**RECORDS SHOWN:**
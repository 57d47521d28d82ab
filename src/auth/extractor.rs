use axum::{
    async_trait,
    extract::{FromRef, FromRequestParts},
    http::{request::Parts, StatusCode},
};
use tracing::warn;
use uuid::Uuid;

use crate::auth::jwt::JwtKeys;

/// Verified identity id of the caller, pulled from the bearer token.
pub struct AuthUser(pub Uuid);

#[async_trait]
impl<S> FromRequestParts<S> for AuthUser
where
    S: Send + Sync,
    JwtKeys: FromRef<S>,
{
    type Rejection = (StatusCode, String);

    async fn from_request_parts(parts: &mut Parts, state: &S) -> Result<Self, Self::Rejection> {
        let keys = JwtKeys::from_ref(state);
        let auth_header = parts
            .headers
            .get(axum::http::header::AUTHORIZATION)
            .and_then(|v| v.to_str().ok())
            .ok_or((
                StatusCode::UNAUTHORIZED,
                "Missing Authorization header".to_string(),
            ))?;

        let token = auth_header.strip_prefix("Bearer ").ok_or((
            StatusCode::UNAUTHORIZED,
            "Invalid Authorization header".to_string(),
        ))?;

        match keys.verify(token) {
            Ok(claims) => Ok(AuthUser(claims.sub)),
            Err(_) => {
                warn!("invalid or expired token");
                Err((
                    StatusCode::UNAUTHORIZED,
                    "Invalid or expired token".to_string(),
                ))
            }
        }
    }
}
mod dto;
pub mod handlers;
mod model;
mod repo;

use axum::Router;

use crate::state::AppState;

pub use model::Account;
pub use repo::{AccountError, AccountRepository};

pub fn router() -> Router<AppState> {
    handlers::routes()
}
use serde::{Deserialize, Serialize};
use time::OffsetDateTime;
use uuid::Uuid;

use crate::posts::model::Post;

#[derive(Debug, Deserialize)]
pub struct CreatePostRequest {
    pub body: String,
}

#[derive(Debug, Deserialize)]
pub struct UpdatePostRequest {
    pub body: String,
}

#[derive(Debug, Serialize)]
pub struct PostResponse {
    pub id: Uuid,
    pub body: String,
    #[serde(with = "time::serde::rfc3339")]
    pub created_at: OffsetDateTime,
}

impl From<Post> for PostResponse {
    fn from(post: Post) -> Self {
        Self {
            id: post.id,
            body: post.body,
            created_at: post.created_at,
        }
    }
}
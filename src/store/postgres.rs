use std::collections::HashMap;

use anyhow::Context;
use axum::async_trait;
use serde_json::json;
use sqlx::{types::Json, FromRow, PgPool};
use uuid::Uuid;

use crate::record::{FieldValue, Record};
use crate::store::{
    ModifyOutcome, Predicate, PushNotification, RecordStore, SavePolicy, Subscription,
    SubscriptionTrigger,
};

/// Postgres NOTIFY channel that carries [`PushNotification`] payloads.
pub const PUSH_CHANNEL: &str = "hype_push";

const CREATION_TRIGGER: &str = "record_creation";

/// Record store backed by a `records` JSONB table plus a `subscriptions`
/// table. Creation subscriptions fire through `pg_notify`.
#[derive(Clone)]
pub struct PgRecordStore {
    db: PgPool,
}

#[derive(FromRow)]
struct RecordRow {
    id: Uuid,
    record_type: String,
    fields: Json<HashMap<String, FieldValue>>,
    inserted: bool,
}

impl From<RecordRow> for Record {
    fn from(row: RecordRow) -> Self {
        Record {
            record_type: row.record_type,
            id: row.id,
            fields: row.fields.0,
        }
    }
}

#[derive(FromRow)]
struct SubscriptionRow {
    title: String,
    body: String,
}

impl PgRecordStore {
    pub fn new(db: PgPool) -> Self {
        Self { db }
    }

    /// Fire `pg_notify` for every stored creation subscription matching a
    /// freshly inserted record.
    async fn notify_creations(&self, created: &[(String, Uuid)]) -> anyhow::Result<()> {
        for (record_type, record_id) in created {
            let subs = sqlx::query_as::<_, SubscriptionRow>(
                r#"
                SELECT title, body
                FROM subscriptions
                WHERE record_type = $1 AND fires_on = $2
                "#,
            )
            .bind(record_type)
            .bind(CREATION_TRIGGER)
            .fetch_all(&self.db)
            .await
            .context("load subscriptions")?;

            for sub in subs {
                let payload = serde_json::to_string(&PushNotification {
                    record_type: record_type.clone(),
                    record_id: *record_id,
                    title: sub.title,
                    body: sub.body,
                })?;
                sqlx::query("SELECT pg_notify($1, $2)")
                    .bind(PUSH_CHANNEL)
                    .bind(payload)
                    .execute(&self.db)
                    .await
                    .context("pg_notify")?;
            }
        }
        Ok(())
    }
}

#[async_trait]
impl RecordStore for PgRecordStore {
    async fn save(&self, record: Record) -> anyhow::Result<Record> {
        let row = sqlx::query_as::<_, RecordRow>(
            r#"
            INSERT INTO records (id, record_type, fields)
            VALUES ($1, $2, $3)
            ON CONFLICT (id) DO UPDATE SET fields = EXCLUDED.fields
            RETURNING id, record_type, fields, (xmax = 0) AS inserted
            "#,
        )
        .bind(record.id)
        .bind(&record.record_type)
        .bind(Json(&record.fields))
        .fetch_one(&self.db)
        .await
        .context("save record")?;

        let inserted = row.inserted;
        let saved = Record::from(row);
        if inserted {
            self.notify_creations(&[(saved.record_type.clone(), saved.id)])
                .await?;
        }
        Ok(saved)
    }

    async fn query(
        &self,
        record_type: &str,
        predicate: Predicate,
    ) -> anyhow::Result<Vec<Record>> {
        let rows = match predicate {
            Predicate::All => {
                sqlx::query_as::<_, RecordRow>(
                    r#"
                    SELECT id, record_type, fields, FALSE AS inserted
                    FROM records
                    WHERE record_type = $1
                    ORDER BY created_at DESC
                    "#,
                )
                .bind(record_type)
                .fetch_all(&self.db)
                .await
            }
            Predicate::RecordId(id) => {
                sqlx::query_as::<_, RecordRow>(
                    r#"
                    SELECT id, record_type, fields, FALSE AS inserted
                    FROM records
                    WHERE record_type = $1 AND id = $2
                    "#,
                )
                .bind(record_type)
                .bind(id)
                .fetch_all(&self.db)
                .await
            }
            Predicate::FieldEquals { key, value } => {
                let needle = json!({ key: serde_json::to_value(&value)? });
                sqlx::query_as::<_, RecordRow>(
                    r#"
                    SELECT id, record_type, fields, FALSE AS inserted
                    FROM records
                    WHERE record_type = $1 AND fields @> $2
                    ORDER BY created_at DESC
                    "#,
                )
                .bind(record_type)
                .bind(needle)
                .fetch_all(&self.db)
                .await
            }
        }
        .context("query records")?;

        Ok(rows.into_iter().map(Record::from).collect())
    }

    async fn modify(
        &self,
        saves: Vec<Record>,
        deletes: Vec<Uuid>,
        policy: SavePolicy,
    ) -> anyhow::Result<ModifyOutcome> {
        let mut tx = self.db.begin().await.context("begin modify")?;
        let mut outcome = ModifyOutcome::default();
        let mut created: Vec<(String, Uuid)> = Vec::new();

        let merge_sql = match policy {
            SavePolicy::AllKeys => {
                r#"
                INSERT INTO records (id, record_type, fields)
                VALUES ($1, $2, $3)
                ON CONFLICT (id) DO UPDATE SET fields = EXCLUDED.fields
                RETURNING id, record_type, fields, (xmax = 0) AS inserted
                "#
            }
            SavePolicy::ChangedKeys => {
                r#"
                INSERT INTO records (id, record_type, fields)
                VALUES ($1, $2, $3)
                ON CONFLICT (id) DO UPDATE SET fields = records.fields || EXCLUDED.fields
                RETURNING id, record_type, fields, (xmax = 0) AS inserted
                "#
            }
        };

        for record in saves {
            let row = sqlx::query_as::<_, RecordRow>(merge_sql)
                .bind(record.id)
                .bind(&record.record_type)
                .bind(Json(&record.fields))
                .fetch_one(&mut *tx)
                .await
                .context("modify: save record")?;
            if row.inserted {
                created.push((row.record_type.clone(), row.id));
            }
            outcome.saved.push(Record::from(row));
        }

        if !deletes.is_empty() {
            sqlx::query("DELETE FROM records WHERE id = ANY($1)")
                .bind(&deletes)
                .execute(&mut *tx)
                .await
                .context("modify: delete records")?;
            let remaining: i64 =
                sqlx::query_scalar("SELECT count(*) FROM records WHERE id = ANY($1)")
                    .bind(&deletes)
                    .fetch_one(&mut *tx)
                    .await
                    .context("modify: count remaining")?;
            outcome.remaining = remaining as usize;
        }

        tx.commit().await.context("commit modify")?;

        if !created.is_empty() {
            self.notify_creations(&created).await?;
        }
        Ok(outcome)
    }

    async fn save_subscription(&self, subscription: Subscription) -> anyhow::Result<()> {
        let SubscriptionTrigger::RecordCreation = subscription.trigger;
        sqlx::query(
            r#"
            INSERT INTO subscriptions (record_type, fires_on, title, body)
            VALUES ($1, $2, $3, $4)
            ON CONFLICT (record_type, fires_on)
            DO UPDATE SET title = EXCLUDED.title, body = EXCLUDED.body
            "#,
        )
        .bind(&subscription.record_type)
        .bind(CREATION_TRIGGER)
        .bind(&subscription.notification.title)
        .bind(&subscription.notification.body)
        .execute(&self.db)
        .await
        .context("save subscription")?;
        Ok(())
    }
}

**PROMPT:** Each line in the records above that contains the word "SubscriptionTrigger" must be copied.

**RESPONSE TO THIS EXERCISE:**
    SubscriptionTrigger,
        let SubscriptionTrigger::RecordCreation = subscription.trigger;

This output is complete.